Crevasse Patterns in Glaciers

Publication Year: 1958.

Crevasse Patterns in Glaciers*

Lawrence E. Nielsen

aLTHOUGH most mountaineers are familiar with crevasses from the practical standpoint, few know much about the physics of the formation of crevasses or the reasons why crevasses assume certain shapes or patterns on glaciers.

Crevasses are formed as a result of forces great enough to break ice as a glacier moves over its bed. These forces or stresses can be tensile, compressive, or shear in nature, or a combination of these. Ten possible idealized combinations of stresses and the resulting crevasse patterns are illustrated in Figure 1. The first and third columns give the type of stress or stresses that are assumed to exist at the top edge of a plan view of a glacier as shown in the second and fourth columns. The glaciers flow from left to right and the surface of the glacier moves faster in the center in general than at its edges. The second and fourth columns show the type of crevasse pattern to be expected with each type of stress or combination of stresses. Each of these types of crevasse patterns will be discussed in more detail.

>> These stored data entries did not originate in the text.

//! stratus-core — the declarative rule model.
//!
//! Decodes the operator-supplied YAML rule set into an immutable, fully
//! validated [`ExporterConfig`]. All "must provide X" checks live in the
//! validating parse; downstream components never see a partially formed rule.

mod error;
mod model;
pub mod naming;
mod schema;

pub use error::ConfigError;
pub use model::{
    DimensionSelect, ExporterConfig, MetricRule, ResourceMapping, Statistic, DEFAULT_DELAY_SECONDS,
    DEFAULT_PERIOD_SECONDS, DEFAULT_RANGE_SECONDS,
};
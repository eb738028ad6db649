//! stratus-cache — bounded caches for the scrape engine.
//!
//! Each cache is constructed once with a capacity and a TTL and is safe for
//! concurrent use from parallel scrapes. There is deliberately no single-flight
//! de-duplication: two scrapes that miss the same key both recompute and both
//! write, last write wins.

mod ttl;

pub use ttl::{CacheStats, TtlCache};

The type of stress illustrated in the upper left corner of Figure 1 is pure longitudinal tension. This gives rise to a series of crevasses running across the glacier at right angles to the direction of the stress. This type of crevasse is quite common on glaciers. It occurs when the bed of the glacier changes from one slope to a greater downhill slope. Thus, this is the type of crevasse found in most icefalls. Nye’s theoretical work (1)† has shown that this type of crevasse may also be expected in the accumulation area near the head of a glacier even though the slope of the bed does not change. This comes about because of the fact that most glaciers flow faster as they move down glacier in the accumulation area. This increase in speed tends to make the ice in front pull on the ice behind it. (See the work of Nye (1) and Nielsen (2) for a mathematical treatment of this subject of glacier mechanics.)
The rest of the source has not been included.